Firstly, I am limited in the kind of support and accommodation I can seek out. I have yet to achieve remission, so I am still struggling through finding the right medication and trying to work mental health appointments around work expectations. Much of this would be easier if mental health didn’t carry a stigma. I would feel so much less isolated if I could just tell a supervisor I’m having a bad day instead of faking enthusiasm. I’m not trying to get out of doing my job. I still want to push through and be the best I can be. But, I don’t want to feel like I’m constantly acting, making sure the secret that I am not a happy person right now doesn’t get out.

Secondly, it would be rewarding to be able to advocate for mental illness in an open way. I have a semicolon keychain and I write for The Mighty, but I feel I can’t share my work to a Facebook or participate in community events for mental health. 
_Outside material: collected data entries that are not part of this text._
//! Configuration management for the CLI
//!
//! Configuration is read from the first file found among:
//! - the `--config` flag or `APIDECL_CONFIG`
//! - `.apidecl.yaml` / `.apidecl.json` in the current directory
//! - `apidecl/config.yaml` / `config.json` in the user config directory
//! - `~/.apidecl.yaml` / `~/.apidecl.json`
//!
//! Command-line flags override anything read here.

use crate::cli::OutputFormat;
use crate::error::{Error, Result};
use apidecl_core::EngineConfig;
use apidecl_openapi::OpenApiVersion;
use serde::{Deserialize, Serialize};
use std::path::{Path, PathBuf};

/// Main configuration structure
#[derive(Debug, Clone, PartialEq, Serialize, Deserialize)]
#[serde(default)]
pub struct Config {
    /// OpenAPI version rendered when `--openapi` is not given
    pub openapi: OpenApiVersion,

    /// Output settings
    pub output: OutputConfig,

    /// Settings handed to every registry the CLI builds
    pub engine: EngineConfig,

    /// Logging settings
    pub logging: LoggingConfig,
}

/// Output configuration
#[derive(Debug, Clone, PartialEq, Serialize, Deserialize)]
#[serde(default)]
pub struct OutputConfig {
    /// Default output format
    pub format: OutputFormat,

    /// Use colored output by default
    pub color: bool,
}

/// Logging configuration
#[derive(Debug, Clone, Default, PartialEq, Serialize, Deserialize)]
#[serde(default)]
pub struct LoggingConfig {
    /// Log level (trace, debug, info, warn, error); verbosity flags win
    pub level: Option<String>,

    /// Log format (compact, full, json)
    pub format: Option<String>,
}

impl Default for Config {
    fn default() -> Self {
        Self {
            openapi: OpenApiVersion::default(),
            output: OutputConfig::default(),
            engine: EngineConfig::default(),
            logging: LoggingConfig::default(),
        }
    }
}

impl Default for OutputConfig {
    fn default() -> Self {
        Self {
            format: OutputFormat::Human,
            color: true,
        }
    }
}

fn is_yaml(path: &Path) -> bool {
    matches!(
        path.extension().and_then(|s| s.to_str()),
        Some("yaml") | Some("yml")
    )
}

impl Config {
    /// Load configuration from a file
    pub fn from_file(path: &Path) -> Result<Self> {
        if !path.exists() {
            return Err(Error::FileNotFound {
                path: path.to_path_buf(),
            });
        }

        let content = std::fs::read_to_string(path)?;
        let config = if is_yaml(path) {
            serde_yaml::from_str(&content)
                .map_err(|e| Error::config(format!("{}: {}", path.display(), e)))?
        } else {
            serde_json::from_str(&content)
                .map_err(|e| Error::config(format!("{}: {}", path.display(), e)))?
        };

        Ok(config)
    }

    /// Load configuration from default locations
    pub fn load() -> Result<Self> {
        for path in Self::default_config_paths() {
            if path.exists() {
                return Self::from_file(&path);
            }
        }

        Ok(Self::default())
    }

    /// Load configuration from a specific file or default locations
    pub fn load_with_file(file: Option<&Path>) -> Result<Self> {
        match file {
            Some(path) => Self::from_file(path),
            None => Self::load(),
        }
    }

    /// Default configuration file paths, in lookup order
    fn default_config_paths() -> Vec<PathBuf> {
        let mut paths = vec![PathBuf::from(".apidecl.yaml"), PathBuf::from(".apidecl.json")];

        if let Some(config_dir) = dirs::config_dir() {
            let apidecl_dir = config_dir.join("apidecl");
            paths.push(apidecl_dir.join("config.yaml"));
            paths.push(apidecl_dir.join("config.json"));
        }

        if let Some(home_dir) = dirs::home_dir() {
            paths.push(home_dir.join(".apidecl.yaml"));
            paths.push(home_dir.join(".apidecl.json"));
        }

        paths
    }
}

/// Builder for creating configurations programmatically
#[derive(Debug, Default)]
pub struct ConfigBuilder {
    config: Config,
}

impl ConfigBuilder {
    pub fn new() -> Self {
        Self::default()
    }

    /// Start from an already loaded configuration
    pub fn from_config(config: Config) -> Self {
        Self { config }
    }

    pub fn openapi(mut self, version: OpenApiVersion) -> Self {
        self.config.openapi = version;
        self
    }

    pub fn output_format(mut self, format: OutputFormat) -> Self {
        self.config.output.format = format;
        self
    }

    pub fn locale(mut self, locale: impl Into<String>) -> Self {
        self.config.engine.locale = locale.into();
        self
    }

    pub fn build(self) -> Config {
        self.config
    }
}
I also wish others could understand that despite my success, my depression is still severe. I often feel people don’t take me seriously even when I am able to talk about my mental illness. I don’t have “high-functioning” depression. I have major depression and am productive. I can’t explain why I am able to move forward other than the fact my perfectionism wouldn’t let me do otherwise. It is really damn hard and not at all reflective of the severity of my depression. (Personal note: To those of you who aren’t able to work, know I respect you and that my experience is in no way meant to invalidate you or your experiences.)

I am still in need of support and consideration because of the high costs it takes to carry on every day. Because of the way society views mental health, I don’t anticipate that I will ever be acknowledged as someone who is both a highly accomplished professional and a person struggling with a mental illness. These two things need not be mutually exclusive, but I fear discrimination of the one may prevent the other from being fully appreciated. So, for now, I will maintain my relative silence.

I am a professional. I am also a person with a hidden mental illness.